STUDY MATERIAL Start Marker
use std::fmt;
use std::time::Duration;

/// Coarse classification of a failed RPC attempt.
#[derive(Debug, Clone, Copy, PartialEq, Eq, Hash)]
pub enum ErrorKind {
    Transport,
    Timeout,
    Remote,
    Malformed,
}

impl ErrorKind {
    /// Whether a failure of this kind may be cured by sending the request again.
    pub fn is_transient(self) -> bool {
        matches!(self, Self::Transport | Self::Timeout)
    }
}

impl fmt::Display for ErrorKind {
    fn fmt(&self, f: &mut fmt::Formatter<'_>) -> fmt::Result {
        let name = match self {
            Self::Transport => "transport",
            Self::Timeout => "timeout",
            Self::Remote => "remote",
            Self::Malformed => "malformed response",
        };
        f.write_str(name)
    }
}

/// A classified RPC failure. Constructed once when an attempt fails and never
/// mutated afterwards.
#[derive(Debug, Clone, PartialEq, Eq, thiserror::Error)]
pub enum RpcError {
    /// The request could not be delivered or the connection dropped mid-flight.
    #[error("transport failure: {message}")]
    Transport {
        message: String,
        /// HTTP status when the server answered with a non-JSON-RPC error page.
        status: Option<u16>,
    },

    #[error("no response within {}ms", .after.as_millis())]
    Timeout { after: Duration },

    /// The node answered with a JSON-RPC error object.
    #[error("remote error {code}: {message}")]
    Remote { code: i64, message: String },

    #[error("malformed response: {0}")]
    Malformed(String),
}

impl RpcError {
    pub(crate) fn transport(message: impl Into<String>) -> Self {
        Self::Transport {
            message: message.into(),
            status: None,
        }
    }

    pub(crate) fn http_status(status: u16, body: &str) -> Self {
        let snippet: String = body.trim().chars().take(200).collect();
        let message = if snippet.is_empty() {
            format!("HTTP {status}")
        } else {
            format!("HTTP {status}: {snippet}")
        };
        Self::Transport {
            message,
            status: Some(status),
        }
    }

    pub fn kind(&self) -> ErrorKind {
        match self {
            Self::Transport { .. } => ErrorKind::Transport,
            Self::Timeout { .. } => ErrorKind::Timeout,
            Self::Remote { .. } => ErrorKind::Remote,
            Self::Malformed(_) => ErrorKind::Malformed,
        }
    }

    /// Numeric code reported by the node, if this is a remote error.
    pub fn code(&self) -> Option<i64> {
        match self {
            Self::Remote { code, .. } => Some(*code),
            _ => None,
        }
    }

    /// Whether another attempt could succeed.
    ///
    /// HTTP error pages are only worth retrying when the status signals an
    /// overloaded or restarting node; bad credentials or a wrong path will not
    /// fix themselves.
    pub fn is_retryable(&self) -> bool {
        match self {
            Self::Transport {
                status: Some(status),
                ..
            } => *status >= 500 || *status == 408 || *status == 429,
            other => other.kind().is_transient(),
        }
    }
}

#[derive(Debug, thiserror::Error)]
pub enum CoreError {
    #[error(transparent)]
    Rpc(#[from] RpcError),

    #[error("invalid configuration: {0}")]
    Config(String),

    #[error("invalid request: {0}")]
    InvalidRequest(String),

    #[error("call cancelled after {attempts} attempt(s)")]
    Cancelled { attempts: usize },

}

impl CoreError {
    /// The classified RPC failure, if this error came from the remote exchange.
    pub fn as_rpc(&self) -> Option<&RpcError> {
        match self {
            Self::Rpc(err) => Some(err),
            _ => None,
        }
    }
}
STUDY MATERIAL End Marker
STUDY MATERIAL Start Marker
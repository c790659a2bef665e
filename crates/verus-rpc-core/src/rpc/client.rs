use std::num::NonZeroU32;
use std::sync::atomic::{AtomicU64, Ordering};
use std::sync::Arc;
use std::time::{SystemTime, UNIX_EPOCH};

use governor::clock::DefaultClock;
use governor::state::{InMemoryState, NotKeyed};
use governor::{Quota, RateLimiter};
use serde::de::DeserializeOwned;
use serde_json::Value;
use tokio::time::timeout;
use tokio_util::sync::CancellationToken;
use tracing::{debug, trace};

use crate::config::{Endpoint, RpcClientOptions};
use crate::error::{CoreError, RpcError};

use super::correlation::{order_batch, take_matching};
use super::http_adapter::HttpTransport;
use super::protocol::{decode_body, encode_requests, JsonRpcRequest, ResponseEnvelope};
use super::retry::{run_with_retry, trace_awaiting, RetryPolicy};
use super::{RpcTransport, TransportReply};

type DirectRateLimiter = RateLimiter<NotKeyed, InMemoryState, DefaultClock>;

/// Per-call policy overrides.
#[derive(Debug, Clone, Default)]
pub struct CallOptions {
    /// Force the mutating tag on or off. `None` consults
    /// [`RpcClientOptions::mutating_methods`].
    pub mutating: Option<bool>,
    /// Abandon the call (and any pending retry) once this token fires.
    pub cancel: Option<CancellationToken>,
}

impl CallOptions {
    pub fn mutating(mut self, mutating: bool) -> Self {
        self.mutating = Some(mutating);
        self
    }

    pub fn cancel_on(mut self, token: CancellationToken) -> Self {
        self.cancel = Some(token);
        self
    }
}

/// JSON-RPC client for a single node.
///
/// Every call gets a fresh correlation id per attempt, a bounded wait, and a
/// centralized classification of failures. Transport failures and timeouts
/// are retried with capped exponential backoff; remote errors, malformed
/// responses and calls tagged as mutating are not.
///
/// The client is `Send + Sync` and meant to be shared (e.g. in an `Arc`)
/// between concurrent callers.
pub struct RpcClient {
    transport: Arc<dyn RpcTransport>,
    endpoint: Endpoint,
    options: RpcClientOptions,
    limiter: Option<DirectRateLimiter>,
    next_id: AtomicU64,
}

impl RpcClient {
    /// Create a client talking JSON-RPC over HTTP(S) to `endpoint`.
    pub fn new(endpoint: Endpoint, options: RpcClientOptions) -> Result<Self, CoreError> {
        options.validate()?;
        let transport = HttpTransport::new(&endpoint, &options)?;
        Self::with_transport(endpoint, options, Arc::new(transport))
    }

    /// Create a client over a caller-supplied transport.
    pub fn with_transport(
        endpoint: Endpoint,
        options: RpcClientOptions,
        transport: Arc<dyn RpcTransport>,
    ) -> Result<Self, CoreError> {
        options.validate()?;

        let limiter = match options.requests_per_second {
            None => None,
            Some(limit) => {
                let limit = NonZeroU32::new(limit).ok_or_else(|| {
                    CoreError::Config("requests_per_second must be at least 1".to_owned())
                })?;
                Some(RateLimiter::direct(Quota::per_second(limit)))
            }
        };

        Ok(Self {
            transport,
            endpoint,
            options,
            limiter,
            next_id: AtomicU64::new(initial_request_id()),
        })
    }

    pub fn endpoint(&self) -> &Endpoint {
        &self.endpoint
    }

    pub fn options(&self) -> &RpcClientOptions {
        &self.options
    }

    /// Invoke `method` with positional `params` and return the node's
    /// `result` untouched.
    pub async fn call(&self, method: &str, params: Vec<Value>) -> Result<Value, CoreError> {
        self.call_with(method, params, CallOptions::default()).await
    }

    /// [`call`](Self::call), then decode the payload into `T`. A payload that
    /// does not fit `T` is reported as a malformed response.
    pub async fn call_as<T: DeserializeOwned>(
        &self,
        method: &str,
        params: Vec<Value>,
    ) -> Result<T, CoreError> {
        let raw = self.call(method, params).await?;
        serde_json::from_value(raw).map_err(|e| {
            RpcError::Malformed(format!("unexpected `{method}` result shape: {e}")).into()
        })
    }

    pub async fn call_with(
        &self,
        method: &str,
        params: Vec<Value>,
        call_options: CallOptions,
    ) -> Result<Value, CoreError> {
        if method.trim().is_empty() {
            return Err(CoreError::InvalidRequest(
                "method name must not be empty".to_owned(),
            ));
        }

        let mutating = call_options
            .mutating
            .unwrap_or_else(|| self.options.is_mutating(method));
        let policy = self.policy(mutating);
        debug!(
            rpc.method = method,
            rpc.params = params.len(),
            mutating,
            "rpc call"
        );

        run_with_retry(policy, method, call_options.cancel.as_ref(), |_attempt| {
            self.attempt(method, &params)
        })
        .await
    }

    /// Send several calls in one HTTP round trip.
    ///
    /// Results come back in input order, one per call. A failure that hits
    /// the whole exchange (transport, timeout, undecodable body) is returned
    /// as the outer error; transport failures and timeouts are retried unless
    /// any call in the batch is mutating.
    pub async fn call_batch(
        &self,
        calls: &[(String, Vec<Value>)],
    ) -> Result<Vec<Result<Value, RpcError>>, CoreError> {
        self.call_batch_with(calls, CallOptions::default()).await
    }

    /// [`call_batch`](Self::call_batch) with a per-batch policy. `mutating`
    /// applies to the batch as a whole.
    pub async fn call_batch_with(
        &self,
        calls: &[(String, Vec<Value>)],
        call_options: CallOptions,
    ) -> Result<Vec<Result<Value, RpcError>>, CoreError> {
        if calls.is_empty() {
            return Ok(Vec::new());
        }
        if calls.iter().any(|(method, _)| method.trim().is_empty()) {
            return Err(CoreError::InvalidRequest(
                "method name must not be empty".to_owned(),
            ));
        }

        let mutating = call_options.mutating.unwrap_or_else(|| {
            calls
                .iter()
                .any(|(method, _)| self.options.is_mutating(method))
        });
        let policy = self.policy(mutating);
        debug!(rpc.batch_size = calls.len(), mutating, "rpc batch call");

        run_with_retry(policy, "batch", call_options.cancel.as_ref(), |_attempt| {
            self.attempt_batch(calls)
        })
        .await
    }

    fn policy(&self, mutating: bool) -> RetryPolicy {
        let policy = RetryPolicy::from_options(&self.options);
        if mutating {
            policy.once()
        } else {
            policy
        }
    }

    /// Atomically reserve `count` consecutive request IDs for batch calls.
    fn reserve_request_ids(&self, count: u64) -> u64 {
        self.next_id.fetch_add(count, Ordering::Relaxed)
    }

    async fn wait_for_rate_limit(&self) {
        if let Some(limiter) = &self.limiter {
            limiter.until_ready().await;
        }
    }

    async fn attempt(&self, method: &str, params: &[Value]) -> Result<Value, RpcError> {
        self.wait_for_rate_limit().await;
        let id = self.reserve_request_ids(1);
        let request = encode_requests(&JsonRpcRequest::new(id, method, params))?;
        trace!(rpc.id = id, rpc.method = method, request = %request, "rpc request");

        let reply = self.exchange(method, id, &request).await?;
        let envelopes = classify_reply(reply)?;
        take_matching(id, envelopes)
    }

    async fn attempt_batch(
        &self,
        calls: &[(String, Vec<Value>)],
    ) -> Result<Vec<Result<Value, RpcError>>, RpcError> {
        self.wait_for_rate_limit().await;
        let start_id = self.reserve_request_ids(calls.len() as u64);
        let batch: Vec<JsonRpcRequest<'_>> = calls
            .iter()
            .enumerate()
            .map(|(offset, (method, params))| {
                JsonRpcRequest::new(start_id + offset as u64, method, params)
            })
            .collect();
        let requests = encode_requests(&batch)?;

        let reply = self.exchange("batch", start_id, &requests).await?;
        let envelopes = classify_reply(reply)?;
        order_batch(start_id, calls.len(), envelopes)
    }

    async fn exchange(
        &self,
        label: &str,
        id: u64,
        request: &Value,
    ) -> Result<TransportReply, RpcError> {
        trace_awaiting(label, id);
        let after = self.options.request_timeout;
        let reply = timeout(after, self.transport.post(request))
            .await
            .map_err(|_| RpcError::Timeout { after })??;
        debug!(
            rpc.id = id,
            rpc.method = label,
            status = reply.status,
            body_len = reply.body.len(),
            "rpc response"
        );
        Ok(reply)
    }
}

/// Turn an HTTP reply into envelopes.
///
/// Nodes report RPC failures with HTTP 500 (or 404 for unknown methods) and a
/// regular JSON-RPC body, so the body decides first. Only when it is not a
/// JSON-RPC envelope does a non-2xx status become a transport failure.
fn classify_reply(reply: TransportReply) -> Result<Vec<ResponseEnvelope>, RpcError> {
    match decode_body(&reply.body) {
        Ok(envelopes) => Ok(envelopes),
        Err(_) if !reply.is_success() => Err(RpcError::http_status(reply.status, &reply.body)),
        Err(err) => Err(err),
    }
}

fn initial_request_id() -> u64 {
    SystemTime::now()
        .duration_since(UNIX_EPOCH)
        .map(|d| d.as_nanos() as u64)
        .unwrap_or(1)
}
STUDY MATERIAL End Marker
● TASK REQUIREMENTS: Please make an exact copy of the lines above from the line with "Result<Vec<Result<Value, RpcError>>, RpcError>" through the line with "it is not a", both ends included.

● RESPONSE TO THIS TASK:
    ) -> Result<Vec<Result<Value, RpcError>>, RpcError> {
        self.wait_for_rate_limit().await;
        let start_id = self.reserve_request_ids(calls.len() as u64);
        let batch: Vec<JsonRpcRequest<'_>> = calls
            .iter()
            .enumerate()
            .map(|(offset, (method, params))| {
                JsonRpcRequest::new(start_id + offset as u64, method, params)
            })
            .collect();
        let requests = encode_requests(&batch)?;

        let reply = self.exchange("batch", start_id, &requests).await?;
        let envelopes = classify_reply(reply)?;
        order_batch(start_id, calls.len(), envelopes)
    }

    async fn exchange(
        &self,
        label: &str,
        id: u64,
        request: &Value,
    ) -> Result<TransportReply, RpcError> {
        trace_awaiting(label, id);
        let after = self.options.request_timeout;
        let reply = timeout(after, self.transport.post(request))
            .await
            .map_err(|_| RpcError::Timeout { after })??;
        debug!(
            rpc.id = id,
            rpc.method = label,
            status = reply.status,
            body_len = reply.body.len(),
            "rpc response"
        );
        Ok(reply)
    }
}

/// Turn an HTTP reply into envelopes.
///
/// Nodes report RPC failures with HTTP 500 (or 404 for unknown methods) and a
/// regular JSON-RPC body, so the body decides first. Only when it is not a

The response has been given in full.